The SEC alleged that employees and agents of Pfizer's subsidiaries in Bulgaria, China, Croatia, Czech Republic, Italy, Kazakhstan, Russia, and Serbia made improper payments to foreign officials to obtain regulatory approvals, sales, and increased prescriptions for the company's pharmaceutical products. The SEC stated that they tried to conceal the bribery by improperly recording the transactions in accounting records as legitimate expenses for promotional activities, marketing, training, travel and entertainment, clinical trials, freight, conferences, and advertising.
Additionally, the SEC separately charged another pharmaceutical company that Pfizer acquired a few years ago, Wyeth LLC, with its own FCPA violations. Pfizer and Wyeth agreed to separate settlements in which they will pay more than $45 million combined to settle their respective charges. In a parallel action, the Department of Justice announced that Pfizer HCP Corporation agreed to pay a $15 million penalty to resolve its investigation of FCPA violations.

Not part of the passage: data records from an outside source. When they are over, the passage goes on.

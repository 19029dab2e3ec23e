use std::{
    future::Future,
    pin::Pin,
    task::{Context, Poll},
    time::Duration,
};

use reqwest::{
    Client, Url,
    multipart::{Form, Part},
};
use serde_json::Value;
use tower::Service;
use tracing::Instrument;
use uuid::Uuid;

use crate::{
    config::GateConfig,
    error::TransportFailure,
    request::{ApiRequest, ApiResponse, FormPart, RequestBody},
};

/// ReqwestTransport
///
/// Puts an already-intercepted [`ApiRequest`] on the wire. Non-2xx statuses come
/// back as [`TransportFailure::Status`]; nothing is retried here.
#[derive(Clone, Debug)]
pub struct ReqwestTransport {
    client: Client,
    base_url: String,
    timeout: Duration,
}

impl ReqwestTransport {
    pub fn new(config: &GateConfig) -> Result<Self, reqwest::Error> {
        let client = Client::builder().timeout(config.timeout).build()?;
        Ok(Self::with_client(client, &config.api_base_url, config.timeout))
    }

    pub fn with_client(client: Client, base_url: &str, timeout: Duration) -> Self {
        Self {
            client,
            base_url: base_url.trim_end_matches('/').to_string(),
            timeout,
        }
    }

    fn url_for(&self, req: &ApiRequest) -> Result<Url, TransportFailure> {
        let path = req.path.trim_start_matches('/');
        let mut url = Url::parse(&format!("{}/{}", self.base_url, path))
            .map_err(|e| TransportFailure::Network(format!("invalid request URL: {e}")))?;
        // Already encoded; written verbatim so strict endpoints get exactly `nomer=...`.
        url.set_query(req.query_string().as_deref());
        Ok(url)
    }

    async fn dispatch(
        client: Client,
        timeout: Duration,
        url: Url,
        req: ApiRequest,
    ) -> Result<ApiResponse, TransportFailure> {
        let mut builder = client
            .request(req.method.clone(), url)
            .headers(req.headers);

        builder = match req.body {
            RequestBody::Empty => builder,
            RequestBody::Json(value) => builder.body(
                serde_json::to_vec(&value)
                    .map_err(|e| TransportFailure::Network(format!("unencodable body: {e}")))?,
            ),
            RequestBody::Binary(bytes) => builder.body(bytes),
            RequestBody::Multipart(parts) => builder.multipart(build_form(parts)?),
        };

        let response = builder
            .send()
            .await
            .map_err(|e| map_reqwest_error(e, timeout))?;

        let status = response.status();
        let headers = response.headers().clone();
        let body = response
            .bytes()
            .await
            .map_err(|e| map_reqwest_error(e, timeout))?
            .to_vec();

        if status.is_success() {
            tracing::debug!(status = status.as_u16(), "request completed");
            Ok(ApiResponse {
                status,
                headers,
                body,
            })
        } else {
            tracing::debug!(status = status.as_u16(), "request rejected by server");
            Err(TransportFailure::Status {
                status,
                body: error_body(&body),
            })
        }
    }
}

impl Service<ApiRequest> for ReqwestTransport {
    type Response = ApiResponse;
    type Error = TransportFailure;
    type Future = Pin<Box<dyn Future<Output = Result<ApiResponse, TransportFailure>> + Send>>;

    fn poll_ready(&mut self, _cx: &mut Context<'_>) -> Poll<Result<(), Self::Error>> {
        Poll::Ready(Ok(()))
    }

    fn call(&mut self, req: ApiRequest) -> Self::Future {
        let span = tracing::info_span!(
            "api_request",
            method = %req.method,
            path = %req.path,
            req_id = %Uuid::new_v4(),
        );
        let url = self.url_for(&req);
        let client = self.client.clone();
        let timeout = self.timeout;

        Box::pin(
            async move { Self::dispatch(client, timeout, url?, req).await }.instrument(span),
        )
    }
}

fn build_form(parts: Vec<FormPart>) -> Result<Form, TransportFailure> {
    parts.into_iter().try_fold(Form::new(), |form, part| {
        let mut body = Part::bytes(part.data);
        if let Some(file_name) = part.file_name {
            body = body.file_name(file_name);
        }
        if let Some(mime) = part.mime {
            body = body
                .mime_str(&mime)
                .map_err(|e| TransportFailure::Network(format!("invalid part mime type: {e}")))?;
        }
        Ok(form.part(part.name, body))
    })
}

/// JSON when the server sent JSON, otherwise the plain text of a non-empty body.
fn error_body(bytes: &[u8]) -> Option<Value> {
    if bytes.iter().all(u8::is_ascii_whitespace) {
        return None;
    }
    serde_json::from_slice(bytes).ok().or_else(|| {
        std::str::from_utf8(bytes)
            .ok()
            .map(|text| Value::String(text.trim().to_string()))
    })
}

fn map_reqwest_error(error: reqwest::Error, timeout: Duration) -> TransportFailure {
    if error.is_timeout() {
        TransportFailure::Timeout(timeout)
    } else {
        TransportFailure::Network(error.to_string())
    }
}
use std::{
    collections::{BTreeMap, HashMap},
    fmt, fs, io,
    path::{Path, PathBuf},
    sync::{Arc, Mutex, PoisonError},
};

use serde::{Deserialize, Deserializer, Serialize, Serializer};
use serde_json::Value;

use crate::error::SessionStoreError;

/// Storage key the login flow writes the session record under.
pub const SESSION_STORAGE_KEY: &str = "user";

// --- Rights ---

/// Right
///
/// The closed set of application areas a session can be granted. The backend
/// names them in Russian; those names only exist at the serialization boundary.
#[derive(Debug, Clone, Copy, PartialEq, Eq, PartialOrd, Ord, Hash)]
pub enum Right {
    Students,
    Teachers,
    Contracts,
    Equipment,
    Analysis,
}

impl Right {
    /// Order in which rights are tried when picking a landing page.
    pub const PRIORITY: [Right; 5] = [
        Right::Students,
        Right::Teachers,
        Right::Contracts,
        Right::Equipment,
        Right::Analysis,
    ];

    pub fn wire_name(self) -> &'static str {
        match self {
            Right::Students => "Студенты",
            Right::Teachers => "Преподаватели",
            Right::Contracts => "Договора",
            Right::Equipment => "Оборудование",
            Right::Analysis => "Анализ",
        }
    }

    pub fn from_wire(name: &str) -> Option<Self> {
        Self::PRIORITY
            .into_iter()
            .find(|right| right.wire_name() == name.trim())
    }
}

impl fmt::Display for Right {
    fn fmt(&self, f: &mut fmt::Formatter<'_>) -> fmt::Result {
        f.write_str(self.wire_name())
    }
}

/// Rights
///
/// Typed rights table. Only an explicit `true` grants a right; names outside the
/// closed set are dropped on load.
#[derive(Debug, Clone, Default, PartialEq, Eq)]
pub struct Rights(BTreeMap<Right, bool>);

impl Rights {
    pub fn grants(&self, right: Right) -> bool {
        self.0.get(&right).copied().unwrap_or(false)
    }

    pub fn with(mut self, right: Right, granted: bool) -> Self {
        self.0.insert(right, granted);
        self
    }

    /// Granted rights in priority order.
    pub fn granted(&self) -> impl Iterator<Item = Right> + '_ {
        Right::PRIORITY.into_iter().filter(|r| self.grants(*r))
    }
}

impl FromIterator<(Right, bool)> for Rights {
    fn from_iter<I: IntoIterator<Item = (Right, bool)>>(iter: I) -> Self {
        Self(iter.into_iter().collect())
    }
}

impl Serialize for Rights {
    fn serialize<S: Serializer>(&self, serializer: S) -> Result<S::Ok, S::Error> {
        serializer.collect_map(self.0.iter().map(|(right, granted)| (right.wire_name(), granted)))
    }
}

impl<'de> Deserialize<'de> for Rights {
    fn deserialize<D: Deserializer<'de>>(deserializer: D) -> Result<Self, D::Error> {
        // `null` reads as an empty table; any non-boolean value is malformed.
        let raw = Option::<HashMap<String, bool>>::deserialize(deserializer)?;
        Ok(raw
            .unwrap_or_default()
            .into_iter()
            .filter_map(|(name, granted)| match Right::from_wire(&name) {
                Some(right) => Some((right, granted)),
                None => {
                    tracing::debug!(right = %name, "ignoring unknown right in session record");
                    None
                }
            })
            .collect())
    }
}

// --- Session record ---

/// SessionRecord
///
/// The persisted proof of an authenticated user, as written by the login flow.
#[derive(Debug, Clone, Default, PartialEq, Eq, Serialize, Deserialize)]
#[serde(default)]
pub struct SessionRecord {
    #[serde(skip_serializing_if = "Option::is_none")]
    pub token: Option<String>,
    #[serde(skip_serializing_if = "Option::is_none")]
    pub login: Option<String>,
    /// Display name.
    #[serde(skip_serializing_if = "Option::is_none")]
    pub fio: Option<String>,
    pub rights: Rights,
}

impl SessionRecord {
    pub fn with_token(token: impl Into<String>) -> Self {
        Self {
            token: Some(token.into()),
            ..Self::default()
        }
    }

    /// Bearer token, if one is stored and non-empty.
    pub fn token(&self) -> Option<&str> {
        non_empty(&self.token)
    }

    /// A record proves authentication when any identifying field is non-empty.
    pub fn is_authenticated(&self) -> bool {
        non_empty(&self.token).is_some()
            || non_empty(&self.login).is_some()
            || non_empty(&self.fio).is_some()
    }
}

fn non_empty(value: &Option<String>) -> Option<&str> {
    value.as_deref().filter(|v| !v.is_empty())
}

/// parse_session
///
/// Interprets a raw stored value. Anything that is not a JSON object with
/// correctly typed fields yields `None`: a corrupted record is never turned into a
/// partial session.
pub fn parse_session(raw: &str) -> Option<SessionRecord> {
    if raw.trim().is_empty() {
        return None;
    }

    let value = match serde_json::from_str::<Value>(raw) {
        Ok(value @ Value::Object(_)) => value,
        Ok(other) => {
            tracing::debug!(kind = json_kind(&other), "stored session is not an object");
            return None;
        }
        Err(e) => {
            tracing::debug!(error = %e, "stored session is not valid JSON");
            return None;
        }
    };

    serde_json::from_value(value)
        .inspect_err(|e| tracing::debug!(error = %e, "stored session has malformed fields"))
        .ok()
}

fn json_kind(value: &Value) -> &'static str {
    match value {
        Value::Null => "null",
        Value::Bool(_) => "bool",
        Value::Number(_) => "number",
        Value::String(_) => "string",
        Value::Array(_) => "array",
        Value::Object(_) => "object",
    }
}

// --- Store contract ---

/// SessionStore
///
/// Accessor for the single persisted session record. Implementations never cache:
/// a login or logout performed elsewhere must be visible on the next read.
pub trait SessionStore: Send + Sync {
    /// Returns the current session, or `None` when absent or unreadable. Never fails.
    fn read_session(&self) -> Option<SessionRecord>;

    /// Removes the record. Storage failures are logged, not raised.
    fn clear_session(&self);

    /// Persists a record on behalf of the login flow.
    fn write_session(&self, session: &SessionRecord) -> Result<(), SessionStoreError>;
}

/// SessionState
///
/// The shared handle every component receives.
pub type SessionState = Arc<dyn SessionStore>;

/// FileSessionStore
///
/// Client-side persistent storage: one JSON document under
/// [`SESSION_STORAGE_KEY`] inside the configured directory.
#[derive(Debug, Clone)]
pub struct FileSessionStore {
    path: PathBuf,
}

impl FileSessionStore {
    pub fn new(dir: impl AsRef<Path>) -> Self {
        Self {
            path: dir.as_ref().join(format!("{SESSION_STORAGE_KEY}.json")),
        }
    }

    pub fn path(&self) -> &Path {
        &self.path
    }
}

impl SessionStore for FileSessionStore {
    fn read_session(&self) -> Option<SessionRecord> {
        match fs::read_to_string(&self.path) {
            Ok(raw) => parse_session(&raw),
            Err(e) if e.kind() == io::ErrorKind::NotFound => None,
            Err(e) => {
                tracing::warn!(path = %self.path.display(), error = %e, "session storage unreadable");
                None
            }
        }
    }

    fn clear_session(&self) {
        match fs::remove_file(&self.path) {
            Ok(()) => tracing::debug!(path = %self.path.display(), "session cleared"),
            Err(e) if e.kind() == io::ErrorKind::NotFound => {}
            Err(e) => {
                tracing::warn!(path = %self.path.display(), error = %e, "failed to clear session")
            }
        }
    }

    fn write_session(&self, session: &SessionRecord) -> Result<(), SessionStoreError> {
        if let Some(dir) = self.path.parent() {
            fs::create_dir_all(dir)?;
        }
        let encoded = serde_json::to_vec(session)?;

        // Readers must never see a half-written record.
        let staging = self.path.with_extension("json.tmp");
        fs::write(&staging, encoded)?;
        fs::rename(&staging, &self.path)?;
        Ok(())
    }
}

/// MemorySessionStore
///
/// In-memory store holding the raw stored string, used as a fake in tests and
/// by hosts without a filesystem.
#[derive(Debug, Default)]
pub struct MemorySessionStore {
    raw: Mutex<Option<String>>,
}

impl MemorySessionStore {
    pub fn new() -> Self {
        Self::default()
    }

    /// Seeds the store with a raw value exactly as it would sit in storage.
    pub fn with_raw(raw: impl Into<String>) -> Self {
        Self {
            raw: Mutex::new(Some(raw.into())),
        }
    }

    pub fn with_session(session: &SessionRecord) -> Self {
        Self {
            raw: Mutex::new(serde_json::to_string(session).ok()),
        }
    }

    pub fn raw(&self) -> Option<String> {
        self.raw.lock().unwrap_or_else(PoisonError::into_inner).clone()
    }
}

impl SessionStore for MemorySessionStore {
    fn read_session(&self) -> Option<SessionRecord> {
        self.raw().as_deref().and_then(parse_session)
    }

    fn clear_session(&self) {
        *self.raw.lock().unwrap_or_else(PoisonError::into_inner) = None;
    }

    fn write_session(&self, session: &SessionRecord) -> Result<(), SessionStoreError> {
        let encoded = serde_json::to_string(session)?;
        *self.raw.lock().unwrap_or_else(PoisonError::into_inner) = Some(encoded);
        Ok(())
    }
}
use portal_gate::session::{
    FileSessionStore, MemorySessionStore, Right, Rights, SessionRecord, SessionStore,
    parse_session,
};

#[cfg(test)]
mod parse_tests {
    use super::*;

    #[test]
    fn test_parse_full_record() {
        let raw = r#"{"token":"abc","login":"ivanov","fio":"Иванов И.И.","rights":{"Студенты":true,"Анализ":false}}"#;
        let session = parse_session(raw).expect("well-formed record");

        assert_eq!(session.token(), Some("abc"));
        assert_eq!(session.login.as_deref(), Some("ivanov"));
        assert!(session.rights.grants(Right::Students));
        assert!(!session.rights.grants(Right::Analysis));
        assert!(!session.rights.grants(Right::Contracts));
    }

    #[test]
    fn test_malformed_values_read_as_absent() {
        let malformed = [
            "",
            "   ",
            "not json",
            "{\"token\":",
            "null",
            "42",
            "\"abc\"",
            "[]",
            "[\"abc\", \"login\"]",
            "true",
            r#"{"token": 123}"#,
            r#"{"rights": ["Студенты"]}"#,
            r#"{"rights": {"Студенты": "yes"}}"#,
            r#"{"login": {"nested": true}}"#,
        ];

        for raw in malformed {
            assert_eq!(parse_session(raw), None, "expected {raw:?} to read as absent");
        }
    }

    #[test]
    fn test_unknown_rights_are_ignored() {
        let session = parse_session(r#"{"token":"t","rights":{"Склад":true,"Договора":true}}"#)
            .expect("unknown right names do not make the record malformed");

        assert!(session.rights.grants(Right::Contracts));
        assert_eq!(session.rights.granted().collect::<Vec<_>>(), vec![Right::Contracts]);
    }

    #[test]
    fn test_null_rights_read_as_empty_table() {
        let session = parse_session(r#"{"login":"petrov","rights":null}"#).expect("valid record");
        assert_eq!(session.rights, Rights::default());
        assert!(session.is_authenticated());
    }

    #[test]
    fn test_empty_strings_do_not_authenticate() {
        let session = parse_session(r#"{"token":"","login":"","fio":""}"#).expect("valid record");
        assert_eq!(session.token(), None);
        assert!(!session.is_authenticated());

        let by_name = parse_session(r#"{"fio":"Сидоров"}"#).expect("valid record");
        assert!(by_name.is_authenticated());
    }

    #[test]
    fn test_rights_serialize_with_backend_names() {
        let session = SessionRecord {
            rights: Rights::default().with(Right::Analysis, true),
            ..SessionRecord::with_token("abc")
        };
        let encoded = serde_json::to_value(&session).unwrap();

        assert_eq!(encoded["token"], "abc");
        assert_eq!(encoded["rights"]["Анализ"], true);
        assert!(encoded.get("login").is_none());
    }
}

#[cfg(test)]
mod memory_tests {
    use super::*;

    #[test]
    fn test_empty_store_has_no_session() {
        let store = MemorySessionStore::new();
        assert_eq!(store.read_session(), None);
    }

    #[test]
    fn test_write_then_read() {
        let store = MemorySessionStore::new();
        let session = SessionRecord::with_token("abc");

        store.write_session(&session).unwrap();

        assert_eq!(store.read_session(), Some(session));
    }

    #[test]
    fn test_corrupted_raw_value_reads_as_absent() {
        let store = MemorySessionStore::with_raw("{broken");
        assert_eq!(store.read_session(), None);
        // The raw value is left untouched; only interpretation fails.
        assert_eq!(store.raw().as_deref(), Some("{broken"));
    }

    #[test]
    fn test_clear_is_idempotent() {
        let store = MemorySessionStore::with_session(&SessionRecord::with_token("abc"));
        store.clear_session();
        store.clear_session();
        assert_eq!(store.read_session(), None);
    }
}

#[cfg(test)]
mod file_tests {
    use super::*;
    use std::fs;

    #[test]
    fn test_missing_file_is_no_session() {
        let dir = tempfile::tempdir().unwrap();
        let store = FileSessionStore::new(dir.path());
        assert_eq!(store.read_session(), None);
    }

    #[test]
    fn test_round_trip_through_disk() {
        let dir = tempfile::tempdir().unwrap();
        let store = FileSessionStore::new(dir.path().join("nested"));
        let session = SessionRecord {
            login: Some("ivanov".to_string()),
            rights: Rights::default().with(Right::Teachers, true),
            ..SessionRecord::with_token("abc")
        };

        store.write_session(&session).unwrap();

        assert!(store.path().ends_with("user.json"));
        assert_eq!(store.read_session(), Some(session));
    }

    #[test]
    fn test_no_caching_between_reads() {
        let dir = tempfile::tempdir().unwrap();
        let store = FileSessionStore::new(dir.path());
        store.write_session(&SessionRecord::with_token("first")).unwrap();
        assert_eq!(store.read_session().unwrap().token(), Some("first"));

        // Another writer (a second window, the login form) replaces the file.
        fs::write(store.path(), r#"{"token":"second"}"#).unwrap();
        assert_eq!(store.read_session().unwrap().token(), Some("second"));
    }

    #[test]
    fn test_corrupted_file_reads_as_absent() {
        let dir = tempfile::tempdir().unwrap();
        let store = FileSessionStore::new(dir.path());
        fs::write(store.path(), b"\xff\xfe garbage").unwrap();
        assert_eq!(store.read_session(), None);

        fs::write(store.path(), "null").unwrap();
        assert_eq!(store.read_session(), None);
    }

    #[test]
    fn test_clear_removes_file_and_tolerates_absence() {
        let dir = tempfile::tempdir().unwrap();
        let store = FileSessionStore::new(dir.path());
        store.write_session(&SessionRecord::with_token("abc")).unwrap();

        store.clear_session();
        assert!(!store.path().exists());

        // Clearing again must not panic.
        store.clear_session();
        assert_eq!(store.read_session(), None);
    }
}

"Pfizer subsidiaries in several countries had bribery so entwined in their sales culture that they offered points and bonus programs to improperly reward foreign officials who proved to be their best customers," said Kara Brockmeyer, chief of the SEC Enforcement Division's Foreign Corrupt Practices Act Unit. "These charges illustrate the pitfalls that exist for companies that fail to appropriately monitor potential risks in their global operations."
According to the SEC's complaint against Pfizer filed in U.S. District Court for the District of Columbia, the misconduct dates back as far as 2001. Employees of Pfizer's subsidiaries authorized and made cash payments and provided other incentives to bribe government doctors to utilize Pfizer products.